# BBS? For Guppy fry?



## St6_Devgru (Dec 6, 2006)

i bought baby brine shrimp for my baby guppies...i read that i should feed them that. when i gave it to them, they didnt eat it and it was bigger than them :O . im thinkin that they should get infusoria? :/ i want my fry to be very healthy and stuff. the bbs just fell to the bottom of the tank. now im gonna have to clean it up again.  . oh and i bought freeze dried tubifex worms. they say to press it firmly on the aquarium wall well under the water line. before i try it out, (i fed them the left overs of the bbs that i knew my fry wouldnt eat(the fish in the 20 gal)) what are some concerns, tips, or experinces with these foods. thank you very much for your help. Happy new year! :demented:

i will post my tank crew after a reply.


----------



## crazie.eddie (Sep 1, 2006)

Are you sure you fed BBS or maybe just brine shrimp? BBS is very small, which looks like little specs of dust dancing around. Brine shrimp would be the size of fry. Live BBS you would have to hatch, but the lifespan is short, I think about 24 hours, unless brought in their proper environment.

Livebearer fry are big enough to eat fish flakes, so you can grind some of it inbetween your fingers, before placing it in your tank. I also use the fine fish food dust, in the bottom of the fish food, to feed the fry.

I tried some of those liquid first foods once, but the fry never bothered with it. They much prefered regular fish food.

Omega One foods are supposed to be more nutritious foods (higher in protein), compared to most other foods.


----------



## St6_Devgru (Dec 6, 2006)

than you so much. oop i forgot to check my ammonia test ehhe.....
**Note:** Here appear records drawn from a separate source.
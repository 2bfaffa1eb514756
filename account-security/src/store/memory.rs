//! In-memory store implementation.
//!
//! Backs the engine in tests and embedded deployments. All state sits
//! behind one async `RwLock`, so every method is a single atomic step,
//! including the conditional bulk update in `sweep_expired_sessions`.

use async_trait::async_trait;
use chrono::{DateTime, Utc};
use std::collections::HashMap;
use tokio::sync::RwLock;
use uuid::Uuid;

use super::{SecurityStore, StoreError};
use crate::models::{
    AccountLockout, ActivityEvent, BehavioralBaseline, FailedLoginAttempt, PasswordHistoryEntry,
    PasswordPolicy, UserRef, UserSession,
};

#[derive(Default)]
struct State {
    policies: Vec<PasswordPolicy>,
    users: Vec<UserRef>,
    password_history: Vec<PasswordHistoryEntry>,
    failed_attempts: Vec<FailedLoginAttempt>,
    lockouts: Vec<AccountLockout>,
    sessions: HashMap<Uuid, UserSession>,
    activity: Vec<ActivityEvent>,
    baselines: Vec<BehavioralBaseline>,
}

#[derive(Default)]
pub struct MemoryStore {
    state: RwLock<State>,
}

impl MemoryStore {
    pub fn new() -> Self {
        Self::default()
    }

    // Seeding helpers for data this engine only reads. The owning
    // subsystems write these in production.

    pub async fn add_user(&self, user: UserRef) {
        self.state.write().await.users.push(user);
    }

    pub async fn add_password_history(
        &self,
        user_id: Uuid,
        password_hash: impl Into<String>,
        created_utc: DateTime<Utc>,
    ) {
        self.state
            .write()
            .await
            .password_history
            .push(PasswordHistoryEntry {
                user_id,
                password_hash: password_hash.into(),
                created_utc,
            });
    }

    pub async fn add_activity(&self, event: ActivityEvent) {
        self.state.write().await.activity.push(event);
    }
}

#[async_trait]
impl SecurityStore for MemoryStore {
    async fn insert_policy(&self, policy: &PasswordPolicy) -> Result<(), StoreError> {
        let mut state = self.state.write().await;
        if policy.is_active {
            for existing in state.policies.iter().filter(|p| p.is_active) {
                if existing.name == policy.name {
                    return Err(StoreError::Conflict(format!(
                        "active policy named '{}' already exists",
                        policy.name
                    )));
                }
                if existing.scope == policy.scope {
                    return Err(StoreError::Conflict(format!(
                        "active policy for scope {} already exists",
                        existing.scope.as_kind()
                    )));
                }
            }
        }
        state.policies.push(policy.clone());
        Ok(())
    }

    async fn update_policy(&self, policy: &PasswordPolicy) -> Result<(), StoreError> {
        let mut state = self.state.write().await;
        match state
            .policies
            .iter_mut()
            .find(|p| p.policy_id == policy.policy_id)
        {
            Some(slot) => {
                *slot = policy.clone();
                Ok(())
            }
            None => Err(StoreError::NotFound("policy".to_string())),
        }
    }

    async fn find_policy(&self, policy_id: Uuid) -> Result<Option<PasswordPolicy>, StoreError> {
        let state = self.state.read().await;
        Ok(state
            .policies
            .iter()
            .find(|p| p.policy_id == policy_id)
            .cloned())
    }

    async fn find_active_policy_by_name(
        &self,
        name: &str,
    ) -> Result<Option<PasswordPolicy>, StoreError> {
        let state = self.state.read().await;
        Ok(state
            .policies
            .iter()
            .find(|p| p.is_active && p.name == name)
            .cloned())
    }

    async fn find_active_role_policy(
        &self,
        role_id: Uuid,
    ) -> Result<Option<PasswordPolicy>, StoreError> {
        let state = self.state.read().await;
        Ok(state
            .policies
            .iter()
            .find(|p| p.is_active && p.scope == crate::models::PolicyScope::Role(role_id))
            .cloned())
    }

    async fn find_active_org_policy(
        &self,
        organization_id: Uuid,
    ) -> Result<Option<PasswordPolicy>, StoreError> {
        let state = self.state.read().await;
        Ok(state
            .policies
            .iter()
            .find(|p| {
                p.is_active && p.scope == crate::models::PolicyScope::Organization(organization_id)
            })
            .cloned())
    }

    async fn find_active_system_policy(&self) -> Result<Option<PasswordPolicy>, StoreError> {
        let state = self.state.read().await;
        Ok(state
            .policies
            .iter()
            .find(|p| p.is_active && p.scope == crate::models::PolicyScope::System)
            .cloned())
    }

    async fn list_policies(&self) -> Result<Vec<PasswordPolicy>, StoreError> {
        Ok(self.state.read().await.policies.clone())
    }

    async fn list_user_refs(&self) -> Result<Vec<UserRef>, StoreError> {
        Ok(self.state.read().await.users.clone())
    }

    async fn recent_password_hashes(
        &self,
        user_id: Uuid,
        limit: u32,
    ) -> Result<Vec<String>, StoreError> {
        let state = self.state.read().await;
        let mut entries: Vec<&PasswordHistoryEntry> = state
            .password_history
            .iter()
            .filter(|e| e.user_id == user_id)
            .collect();
        entries.sort_by(|a, b| b.created_utc.cmp(&a.created_utc));
        Ok(entries
            .into_iter()
            .take(limit as usize)
            .map(|e| e.password_hash.clone())
            .collect())
    }

    async fn newest_password_change(
        &self,
        user_id: Uuid,
    ) -> Result<Option<DateTime<Utc>>, StoreError> {
        let state = self.state.read().await;
        Ok(state
            .password_history
            .iter()
            .filter(|e| e.user_id == user_id)
            .map(|e| e.created_utc)
            .max())
    }

    async fn insert_failed_attempt(&self, attempt: &FailedLoginAttempt) -> Result<(), StoreError> {
        self.state
            .write()
            .await
            .failed_attempts
            .push(attempt.clone());
        Ok(())
    }

    async fn count_failed_attempts_since(
        &self,
        user_id: Uuid,
        since: DateTime<Utc>,
    ) -> Result<u64, StoreError> {
        let state = self.state.read().await;
        Ok(state
            .failed_attempts
            .iter()
            .filter(|a| a.user_id == user_id && a.attempted_utc >= since)
            .count() as u64)
    }

    async fn clear_failed_attempts(&self, user_id: Uuid) -> Result<u64, StoreError> {
        let mut state = self.state.write().await;
        let before = state.failed_attempts.len();
        state.failed_attempts.retain(|a| a.user_id != user_id);
        Ok((before - state.failed_attempts.len()) as u64)
    }

    async fn insert_lockout(&self, lockout: &AccountLockout) -> Result<(), StoreError> {
        self.state.write().await.lockouts.push(lockout.clone());
        Ok(())
    }

    async fn find_active_lockout(
        &self,
        user_id: Uuid,
        now: DateTime<Utc>,
    ) -> Result<Option<AccountLockout>, StoreError> {
        let state = self.state.read().await;
        Ok(state
            .lockouts
            .iter()
            .filter(|l| l.user_id == user_id && l.is_active(now))
            .max_by_key(|l| l.locked_until)
            .cloned())
    }

    async fn count_locked_users(&self, now: DateTime<Utc>) -> Result<u64, StoreError> {
        let state = self.state.read().await;
        let mut locked: Vec<Uuid> = state
            .lockouts
            .iter()
            .filter(|l| l.is_active(now))
            .map(|l| l.user_id)
            .collect();
        locked.sort();
        locked.dedup();
        Ok(locked.len() as u64)
    }

    async fn insert_session(&self, session: &UserSession) -> Result<(), StoreError> {
        self.state
            .write()
            .await
            .sessions
            .insert(session.session_id, session.clone());
        Ok(())
    }

    async fn find_session(&self, session_id: Uuid) -> Result<Option<UserSession>, StoreError> {
        Ok(self.state.read().await.sessions.get(&session_id).cloned())
    }

    async fn list_active_sessions(
        &self,
        user_id: Uuid,
        now: DateTime<Utc>,
    ) -> Result<Vec<UserSession>, StoreError> {
        let state = self.state.read().await;
        let mut sessions: Vec<UserSession> = state
            .sessions
            .values()
            .filter(|s| s.user_id == user_id && s.is_live(now))
            .cloned()
            .collect();
        sessions.sort_by(|a, b| b.last_activity_utc.cmp(&a.last_activity_utc));
        Ok(sessions)
    }

    async fn count_active_sessions(
        &self,
        user_id: Uuid,
        now: DateTime<Utc>,
    ) -> Result<u64, StoreError> {
        let state = self.state.read().await;
        Ok(state
            .sessions
            .values()
            .filter(|s| s.user_id == user_id && s.is_live(now))
            .count() as u64)
    }

    async fn oldest_active_session(
        &self,
        user_id: Uuid,
        now: DateTime<Utc>,
    ) -> Result<Option<UserSession>, StoreError> {
        let state = self.state.read().await;
        Ok(state
            .sessions
            .values()
            .filter(|s| s.user_id == user_id && s.is_live(now))
            .min_by_key(|s| s.created_utc)
            .cloned())
    }

    async fn recent_sessions(
        &self,
        user_id: Uuid,
        since: DateTime<Utc>,
        limit: u32,
        exclude: Option<Uuid>,
    ) -> Result<Vec<UserSession>, StoreError> {
        let state = self.state.read().await;
        let mut sessions: Vec<UserSession> = state
            .sessions
            .values()
            .filter(|s| {
                s.user_id == user_id
                    && s.created_utc >= since
                    && Some(s.session_id) != exclude
            })
            .cloned()
            .collect();
        sessions.sort_by(|a, b| b.created_utc.cmp(&a.created_utc));
        sessions.truncate(limit as usize);
        Ok(sessions)
    }

    async fn touch_session(
        &self,
        session_id: Uuid,
        now: DateTime<Utc>,
    ) -> Result<bool, StoreError> {
        let mut state = self.state.write().await;
        match state.sessions.get_mut(&session_id) {
            Some(session) if session.is_active => {
                session.last_activity_utc = now;
                Ok(true)
            }
            _ => Ok(false),
        }
    }

    async fn terminate_session(
        &self,
        session_id: Uuid,
        now: DateTime<Utc>,
    ) -> Result<bool, StoreError> {
        let mut state = self.state.write().await;
        match state.sessions.get_mut(&session_id) {
            Some(session) if session.is_active => {
                session.is_active = false;
                session.terminated_utc = Some(now);
                Ok(true)
            }
            _ => Ok(false),
        }
    }

    async fn terminate_sessions_for_user(
        &self,
        user_id: Uuid,
        except: Option<Uuid>,
        now: DateTime<Utc>,
    ) -> Result<u64, StoreError> {
        let mut state = self.state.write().await;
        let mut terminated = 0;
        for session in state.sessions.values_mut() {
            if session.user_id == user_id
                && session.is_active
                && Some(session.session_id) != except
            {
                session.is_active = false;
                session.terminated_utc = Some(now);
                terminated += 1;
            }
        }
        Ok(terminated)
    }

    async fn sweep_expired_sessions(&self, now: DateTime<Utc>) -> Result<u64, StoreError> {
        let mut state = self.state.write().await;
        let mut swept = 0;
        for session in state.sessions.values_mut() {
            if session.is_active && session.expires_utc <= now {
                session.is_active = false;
                session.terminated_utc = Some(now);
                swept += 1;
            }
        }
        Ok(swept)
    }

    async fn activity_events(
        &self,
        user_id: Uuid,
        from: DateTime<Utc>,
        to: DateTime<Utc>,
    ) -> Result<Vec<ActivityEvent>, StoreError> {
        let state = self.state.read().await;
        let mut events: Vec<ActivityEvent> = state
            .activity
            .iter()
            .filter(|e| e.user_id == user_id && e.occurred_utc >= from && e.occurred_utc < to)
            .cloned()
            .collect();
        events.sort_by(|a, b| a.occurred_utc.cmp(&b.occurred_utc));
        Ok(events)
    }

    async fn insert_baseline(&self, baseline: &BehavioralBaseline) -> Result<(), StoreError> {
        self.state.write().await.baselines.push(baseline.clone());
        Ok(())
    }

    async fn latest_baseline(
        &self,
        user_id: Uuid,
    ) -> Result<Option<BehavioralBaseline>, StoreError> {
        let state = self.state.read().await;
        Ok(state
            .baselines
            .iter()
            .filter(|b| b.user_id == user_id)
            .max_by_key(|b| b.created_utc)
            .cloned())
    }
}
ack brine shrimp -_-' :BIGweepy:


----------



## crazie.eddie (Sep 1, 2006)

Tubifex worms are not as nutritious as bloodworms. Freeze dried foods are less nutritious as their frozen counterparts. I never liked used freeze dried foods, becuase they always stay floating. I prefer foods that will stay afloat, but will eventually sink. This gives the more timid fish, who are scared to swim closer to the surface for food, a chance to eat when the foods float/sink towards them.


----------